- _Aim of the task_: Find every line in the records that holds the string "PartialEq". Copy each one.
++++++++++
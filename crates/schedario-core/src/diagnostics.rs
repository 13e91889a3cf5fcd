//! Non-fatal anomalies collected over a run.
//!
//! Every stage isolates problems to the smallest unit it can (a page, a
//! block, an alias) and records them here instead of failing. The CLI
//! prints the summary; the full list can be exported as JSON.

use std::fmt;

use serde::Serialize;

use crate::VolumeId;

/// Why a block could not be turned into an entry.
#[derive(Debug, Clone, Copy, PartialEq, Eq, Serialize)]
#[serde(rename_all = "snake_case")]
pub enum ParseFailure {
    /// The first line holds nothing usable as a headword.
    NoHeadword,
    /// Something was found, but it is too long or has no letters.
    ImplausibleHeadword,
    /// A headword with neither a definition nor an alias target.
    EmptyDefinition,
}

impl fmt::Display for ParseFailure {
    fn fmt(&self, f: &mut fmt::Formatter<'_>) -> fmt::Result {
        let s = match self {
            Self::NoHeadword => "no headword",
            Self::ImplausibleHeadword => "implausible headword",
            Self::EmptyDefinition => "empty definition",
        };
        f.write_str(s)
    }
}

#[derive(Debug, Clone, PartialEq, Serialize)]
#[serde(tag = "kind", rename_all = "snake_case")]
pub enum Diagnostic {
    /// A page with no extractable text.
    SkippedPage {
        volume: VolumeId,
        page: usize,
        reason: String,
    },
    /// A hyphen join that had to reach across too many dropped lines.
    HyphenJoinAnomaly {
        volume: VolumeId,
        page: usize,
        text: String,
        gap: usize,
    },
    /// A whole page of lines without a single entry boundary.
    MissingBoundary {
        volume: VolumeId,
        page: usize,
        lines: usize,
    },
    /// A line that looked like both a headword and a continuation.
    AmbiguousBoundary {
        volume: VolumeId,
        page: usize,
        text: String,
        /// Whether the tie-break started a new block.
        split: bool,
    },
    UnparseableBlock {
        volume: VolumeId,
        page: usize,
        reason: ParseFailure,
        text: String,
    },
    /// An alias whose target is not a headword of either volume.
    UnresolvedAlias { headword: String, target: String },
    /// An alias chain that loops back on itself.
    AliasCycle {
        headword: String,
        chain: Vec<String>,
        resolved_to: String,
    },
}

impl Diagnostic {
    /// Stable snake_case tag, the same one used in the JSON export.
    pub fn kind(&self) -> &'static str {
        match self {
            Self::SkippedPage { .. } => "skipped_page",
            Self::HyphenJoinAnomaly { .. } => "hyphen_join_anomaly",
            Self::MissingBoundary { .. } => "missing_boundary",
            Self::AmbiguousBoundary { .. } => "ambiguous_boundary",
            Self::UnparseableBlock { .. } => "unparseable_block",
            Self::UnresolvedAlias { .. } => "unresolved_alias",
            Self::AliasCycle { .. } => "alias_cycle",
        }
    }
}

impl fmt::Display for Diagnostic {
    fn fmt(&self, f: &mut fmt::Formatter<'_>) -> fmt::Result {
        match self {
            Self::SkippedPage {
                volume,
                page,
                reason,
            } => write!(f, "{} p.{}: page skipped ({})", volume, page, reason),
            Self::HyphenJoinAnomaly {
                volume,
                page,
                text,
                gap,
            } => write!(
                f,
                "{} p.{}: hyphen joined across {} dropped lines: {:?}",
                volume, page, gap, text
            ),
            Self::MissingBoundary {
                volume,
                page,
                lines,
            } => write!(
                f,
                "{} p.{}: no entry boundary in {} lines",
                volume, page, lines
            ),
            Self::AmbiguousBoundary {
                volume,
                page,
                text,
                split,
            } => write!(
                f,
                "{} p.{}: ambiguous boundary ({}): {:?}",
                volume,
                page,
                if *split { "split" } else { "continued" },
                text
            ),
            Self::UnparseableBlock {
                volume,
                page,
                reason,
                text,
            } => write!(f, "{} p.{}: unparseable ({}): {:?}", volume, page, reason, text),
            Self::UnresolvedAlias { headword, target } => {
                write!(f, "{} → {}: target not found", headword, target)
            }
            Self::AliasCycle {
                headword,
                chain,
                resolved_to,
            } => write!(
                f,
                "{}: alias cycle {} (resolved to {})",
                headword,
                chain.join(" → "),
                resolved_to
            ),
        }
    }
}

/// Counts per diagnostic kind.
#[derive(Debug, Clone, Copy, Default, PartialEq, Eq, Serialize)]
pub struct DiagnosticSummary {
    pub skipped_pages: usize,
    pub hyphen_anomalies: usize,
    pub missing_boundaries: usize,
    pub ambiguous_boundaries: usize,
    pub unparseable_entries: usize,
    pub unresolved_aliases: usize,
    pub alias_cycles: usize,
}

impl DiagnosticSummary {
    pub fn total(&self) -> usize {
        self.skipped_pages
            + self.hyphen_anomalies
            + self.missing_boundaries
            + self.ambiguous_boundaries
            + self.unparseable_entries
            + self.unresolved_aliases
            + self.alias_cycles
    }
}

impl fmt::Display for DiagnosticSummary {
    fn fmt(&self, f: &mut fmt::Formatter<'_>) -> fmt::Result {
        write!(
            f,
            "{} skipped pages, {} unparseable entries, {} unresolved aliases, {} alias cycles",
            self.skipped_pages, self.unparseable_entries, self.unresolved_aliases, self.alias_cycles
        )
    }
}

/// Ordered list of the anomalies recorded during a run.
#[derive(Debug, Clone, Default, PartialEq, Serialize)]
#[serde(transparent)]
pub struct Diagnostics {
    items: Vec<Diagnostic>,
}

impl Diagnostics {
    pub fn new() -> Self {
        Self::default()
    }

    pub fn push(&mut self, diagnostic: Diagnostic) {
        self.items.push(diagnostic);
    }

    pub fn len(&self) -> usize {
        self.items.len()
    }

    pub fn is_empty(&self) -> bool {
        self.items.is_empty()
    }

    pub fn iter(&self) -> std::slice::Iter<'_, Diagnostic> {
        self.items.iter()
    }

    /// Diagnostics of one kind, e.g. `"unresolved_alias"`.
    pub fn of_kind<'a>(&'a self, kind: &'a str) -> impl Iterator<Item = &'a Diagnostic> {
        self.items.iter().filter(move |d| d.kind() == kind)
    }

    pub fn summary(&self) -> DiagnosticSummary {
        let mut s = DiagnosticSummary::default();
        for d in &self.items {
            match d {
                Diagnostic::SkippedPage { .. } => s.skipped_pages += 1,
                Diagnostic::HyphenJoinAnomaly { .. } => s.hyphen_anomalies += 1,
                Diagnostic::MissingBoundary { .. } => s.missing_boundaries += 1,
                Diagnostic::AmbiguousBoundary { .. } => s.ambiguous_boundaries += 1,
                Diagnostic::UnparseableBlock { .. } => s.unparseable_entries += 1,
                Diagnostic::UnresolvedAlias { .. } => s.unresolved_aliases += 1,
                Diagnostic::AliasCycle { .. } => s.alias_cycles += 1,
            }
        }
        s
    }
}

impl Extend<Diagnostic> for Diagnostics {
    fn extend<I: IntoIterator<Item = Diagnostic>>(&mut self, iter: I) {
        self.items.extend(iter);
    }
}

impl IntoIterator for Diagnostics {
    type Item = Diagnostic;
    type IntoIter = std::vec::IntoIter<Diagnostic>;

    fn into_iter(self) -> Self::IntoIter {
        self.items.into_iter()
    }
}

impl<'a> IntoIterator for &'a Diagnostics {
    type Item = &'a Diagnostic;
    type IntoIter = std::slice::Iter<'a, Diagnostic>;

    fn into_iter(self) -> Self::IntoIter {
        self.items.iter()
    }
}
++++++++++
- _Result of this task_:
#[derive(Debug, Clone, Copy, PartialEq, Eq, Serialize)]
#[derive(Debug, Clone, PartialEq, Serialize)]
#[derive(Debug, Clone, Copy, Default, PartialEq, Eq, Serialize)]
#[derive(Debug, Clone, Default, PartialEq, Serialize)]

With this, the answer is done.